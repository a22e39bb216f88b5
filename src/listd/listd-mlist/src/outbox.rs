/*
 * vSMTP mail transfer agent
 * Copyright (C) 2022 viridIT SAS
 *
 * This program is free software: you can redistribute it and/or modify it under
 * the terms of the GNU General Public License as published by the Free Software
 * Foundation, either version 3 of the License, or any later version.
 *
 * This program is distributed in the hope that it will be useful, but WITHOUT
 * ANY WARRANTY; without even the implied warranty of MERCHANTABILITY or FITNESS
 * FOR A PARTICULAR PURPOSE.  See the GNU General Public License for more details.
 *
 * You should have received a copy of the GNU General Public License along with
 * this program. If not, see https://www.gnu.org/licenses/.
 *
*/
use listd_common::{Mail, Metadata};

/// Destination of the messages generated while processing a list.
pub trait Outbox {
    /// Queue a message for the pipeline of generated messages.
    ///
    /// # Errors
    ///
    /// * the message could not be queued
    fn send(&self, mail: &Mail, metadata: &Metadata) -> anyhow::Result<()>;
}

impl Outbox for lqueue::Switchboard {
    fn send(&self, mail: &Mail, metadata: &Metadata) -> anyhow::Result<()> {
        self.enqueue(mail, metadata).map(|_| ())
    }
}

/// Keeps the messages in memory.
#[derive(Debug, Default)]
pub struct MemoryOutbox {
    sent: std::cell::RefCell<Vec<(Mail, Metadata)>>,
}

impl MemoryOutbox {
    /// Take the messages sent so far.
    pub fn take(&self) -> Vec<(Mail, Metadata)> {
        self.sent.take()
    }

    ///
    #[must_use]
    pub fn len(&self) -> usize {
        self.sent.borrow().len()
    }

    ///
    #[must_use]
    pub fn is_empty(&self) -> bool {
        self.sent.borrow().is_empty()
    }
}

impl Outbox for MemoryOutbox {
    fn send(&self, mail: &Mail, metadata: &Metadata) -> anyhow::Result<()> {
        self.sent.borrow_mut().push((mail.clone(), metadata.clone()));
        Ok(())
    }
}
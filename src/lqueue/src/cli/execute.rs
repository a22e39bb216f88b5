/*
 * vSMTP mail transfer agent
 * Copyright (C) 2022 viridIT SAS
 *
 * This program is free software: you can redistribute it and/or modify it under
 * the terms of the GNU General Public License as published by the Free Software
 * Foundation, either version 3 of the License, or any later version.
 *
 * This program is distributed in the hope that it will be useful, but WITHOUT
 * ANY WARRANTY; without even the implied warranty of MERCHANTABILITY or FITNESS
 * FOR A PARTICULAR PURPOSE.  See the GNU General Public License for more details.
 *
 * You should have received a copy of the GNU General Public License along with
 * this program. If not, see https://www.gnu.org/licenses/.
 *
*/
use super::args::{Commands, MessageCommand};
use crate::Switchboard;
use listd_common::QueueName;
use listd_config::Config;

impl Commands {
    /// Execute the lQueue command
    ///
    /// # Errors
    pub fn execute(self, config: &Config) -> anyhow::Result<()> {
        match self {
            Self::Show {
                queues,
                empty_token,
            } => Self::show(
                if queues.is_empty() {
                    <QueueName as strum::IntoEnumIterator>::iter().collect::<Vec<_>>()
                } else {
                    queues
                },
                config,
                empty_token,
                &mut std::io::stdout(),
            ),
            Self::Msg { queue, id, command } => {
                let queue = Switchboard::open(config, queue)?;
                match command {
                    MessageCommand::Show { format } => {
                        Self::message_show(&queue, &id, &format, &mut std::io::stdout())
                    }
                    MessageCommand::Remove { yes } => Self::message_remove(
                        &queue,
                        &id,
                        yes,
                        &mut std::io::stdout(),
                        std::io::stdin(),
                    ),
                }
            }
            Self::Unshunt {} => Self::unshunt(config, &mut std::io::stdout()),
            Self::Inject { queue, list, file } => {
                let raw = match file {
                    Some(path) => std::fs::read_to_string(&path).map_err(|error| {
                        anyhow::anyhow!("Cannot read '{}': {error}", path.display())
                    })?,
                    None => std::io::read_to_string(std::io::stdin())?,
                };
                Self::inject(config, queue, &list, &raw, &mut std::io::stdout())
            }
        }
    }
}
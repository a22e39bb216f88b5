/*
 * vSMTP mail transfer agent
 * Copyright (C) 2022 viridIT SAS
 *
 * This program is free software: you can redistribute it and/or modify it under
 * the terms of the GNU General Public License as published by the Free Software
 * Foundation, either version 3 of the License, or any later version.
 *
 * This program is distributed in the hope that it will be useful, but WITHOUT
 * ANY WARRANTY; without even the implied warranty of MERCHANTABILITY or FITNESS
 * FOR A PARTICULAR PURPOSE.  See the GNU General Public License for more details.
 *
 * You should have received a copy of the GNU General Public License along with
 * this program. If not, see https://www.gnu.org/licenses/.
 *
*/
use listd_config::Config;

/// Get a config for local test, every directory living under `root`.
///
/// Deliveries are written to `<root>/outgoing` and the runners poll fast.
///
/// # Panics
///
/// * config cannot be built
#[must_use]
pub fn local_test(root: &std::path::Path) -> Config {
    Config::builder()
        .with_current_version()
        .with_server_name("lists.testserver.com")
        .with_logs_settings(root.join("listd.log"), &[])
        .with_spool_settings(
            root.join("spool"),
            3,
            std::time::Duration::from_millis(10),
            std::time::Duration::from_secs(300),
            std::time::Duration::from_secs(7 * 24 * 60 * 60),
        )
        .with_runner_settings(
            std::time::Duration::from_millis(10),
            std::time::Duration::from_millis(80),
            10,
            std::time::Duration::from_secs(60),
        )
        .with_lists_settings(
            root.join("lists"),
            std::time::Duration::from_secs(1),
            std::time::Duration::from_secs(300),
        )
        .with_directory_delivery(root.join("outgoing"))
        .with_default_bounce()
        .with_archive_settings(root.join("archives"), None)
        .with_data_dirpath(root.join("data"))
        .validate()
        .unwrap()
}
+ + + + + + +
Exercise brief: Copy the listing exactly as it stands.

Response to the task:
repository a22e39bb216f88b5
filename src/listd/listd-mlist/src/outbox.rs
/*
 * vSMTP mail transfer agent
 * Copyright (C) 2022 viridIT SAS
 *
 * This program is free software: you can redistribute it and/or modify it under
 * the terms of the GNU General Public License as published by the Free Software
 * Foundation, either version 3 of the License, or any later version.
 *
 * This program is distributed in the hope that it will be useful, but WITHOUT
 * ANY WARRANTY; without even the implied warranty of MERCHANTABILITY or FITNESS
 * FOR A PARTICULAR PURPOSE.  See the GNU General Public License for more details.
 *
 * You should have received a copy of the GNU General Public License along with
 * this program. If not, see https://www.gnu.org/licenses/.
 *
*/
use listd_common::{Mail, Metadata};

/// Destination of the messages generated while processing a list.
pub trait Outbox {
    /// Queue a message for the pipeline of generated messages.
    ///
    /// # Errors
    ///
    /// * the message could not be queued
    fn send(&self, mail: &Mail, metadata: &Metadata) -> anyhow::Result<()>;
}

impl Outbox for lqueue::Switchboard {
    fn send(&self, mail: &Mail, metadata: &Metadata) -> anyhow::Result<()> {
        self.enqueue(mail, metadata).map(|_| ())
    }
}

/// Keeps the messages in memory.
#[derive(Debug, Default)]
pub struct MemoryOutbox {
    sent: std::cell::RefCell<Vec<(Mail, Metadata)>>,
}

impl MemoryOutbox {
    /// Take the messages sent so far.
    pub fn take(&self) -> Vec<(Mail, Metadata)> {
        self.sent.take()
    }

    ///
    #[must_use]
    pub fn len(&self) -> usize {
        self.sent.borrow().len()
    }

    ///
    #[must_use]
    pub fn is_empty(&self) -> bool {
        self.sent.borrow().is_empty()
    }
}

impl Outbox for MemoryOutbox {
    fn send(&self, mail: &Mail, metadata: &Metadata) -> anyhow::Result<()> {
        self.sent.borrow_mut().push((mail.clone(), metadata.clone()));
        Ok(())
    }
}
filename src/lqueue/src/cli/execute.rs
repository a22e39bb216f88b5
/*
 * vSMTP mail transfer agent
 * Copyright (C) 2022 viridIT SAS
 *
 * This program is free software: you can redistribute it and/or modify it under
 * the terms of the GNU General Public License as published by the Free Software
 * Foundation, either version 3 of the License, or any later version.
 *
 * This program is distributed in the hope that it will be useful, but WITHOUT
 * ANY WARRANTY; without even the implied warranty of MERCHANTABILITY or FITNESS
 * FOR A PARTICULAR PURPOSE.  See the GNU General Public License for more details.
 *
 * You should have received a copy of the GNU General Public License along with
 * this program. If not, see https://www.gnu.org/licenses/.
 *
*/
use super::args::{Commands, MessageCommand};
use crate::Switchboard;
use listd_common::QueueName;
use listd_config::Config;

impl Commands {
    /// Execute the lQueue command
    ///
    /// # Errors
    pub fn execute(self, config: &Config) -> anyhow::Result<()> {
        match self {
            Self::Show {
                queues,
                empty_token,
            } => Self::show(
                if queues.is_empty() {
                    <QueueName as strum::IntoEnumIterator>::iter().collect::<Vec<_>>()
                } else {
                    queues
                },
                config,
                empty_token,
                &mut std::io::stdout(),
            ),
            Self::Msg { queue, id, command } => {
                let queue = Switchboard::open(config, queue)?;
                match command {
                    MessageCommand::Show { format } => {
                        Self::message_show(&queue, &id, &format, &mut std::io::stdout())
                    }
                    MessageCommand::Remove { yes } => Self::message_remove(
                        &queue,
                        &id,
                        yes,
                        &mut std::io::stdout(),
                        std::io::stdin(),
                    ),
                }
            }
            Self::Unshunt {} => Self::unshunt(config, &mut std::io::stdout()),
            Self::Inject { queue, list, file } => {
                let raw = match file {
                    Some(path) => std::fs::read_to_string(&path).map_err(|error| {
                        anyhow::anyhow!("Cannot read '{}': {error}", path.display())
                    })?,
                    None => std::io::read_to_string(std::io::stdin())?,
                };
                Self::inject(config, queue, &list, &raw, &mut std::io::stdout())
            }
        }
    }
}
repository a22e39bb216f88b5
/*
 * vSMTP mail transfer agent
 * Copyright (C) 2022 viridIT SAS
 *
 * This program is free software: you can redistribute it and/or modify it under
 * the terms of the GNU General Public License as published by the Free Software
 * Foundation, either version 3 of the License, or any later version.
 *
 * This program is distributed in the hope that it will be useful, but WITHOUT
 * ANY WARRANTY; without even the implied warranty of MERCHANTABILITY or FITNESS
 * FOR A PARTICULAR PURPOSE.  See the GNU General Public License for more details.
 *
 * You should have received a copy of the GNU General Public License along with
 * this program. If not, see https://www.gnu.org/licenses/.
 *
*/
use listd_config::Config;

/// Get a config for local test, every directory living under `root`.
///
/// Deliveries are written to `<root>/outgoing` and the runners poll fast.
///
/// # Panics
///
/// * config cannot be built
#[must_use]
pub fn local_test(root: &std::path::Path) -> Config {
    Config::builder()
        .with_current_version()
        .with_server_name("lists.testserver.com")
        .with_logs_settings(root.join("listd.log"), &[])
        .with_spool_settings(
            root.join("spool"),
            3,
            std::time::Duration::from_millis(10),
            std::time::Duration::from_secs(300),
            std::time::Duration::from_secs(7 * 24 * 60 * 60),
        )
        .with_runner_settings(
            std::time::Duration::from_millis(10),
            std::time::Duration::from_millis(80),
            10,
            std::time::Duration::from_secs(60),
        )
        .with_lists_settings(
            root.join("lists"),
            std::time::Duration::from_secs(1),
            std::time::Duration::from_secs(300),
        )
        .with_directory_delivery(root.join("outgoing"))
        .with_default_bounce()
        .with_archive_settings(root.join("archives"), None)
        .with_data_dirpath(root.join("data"))
        .validate()
        .unwrap()
}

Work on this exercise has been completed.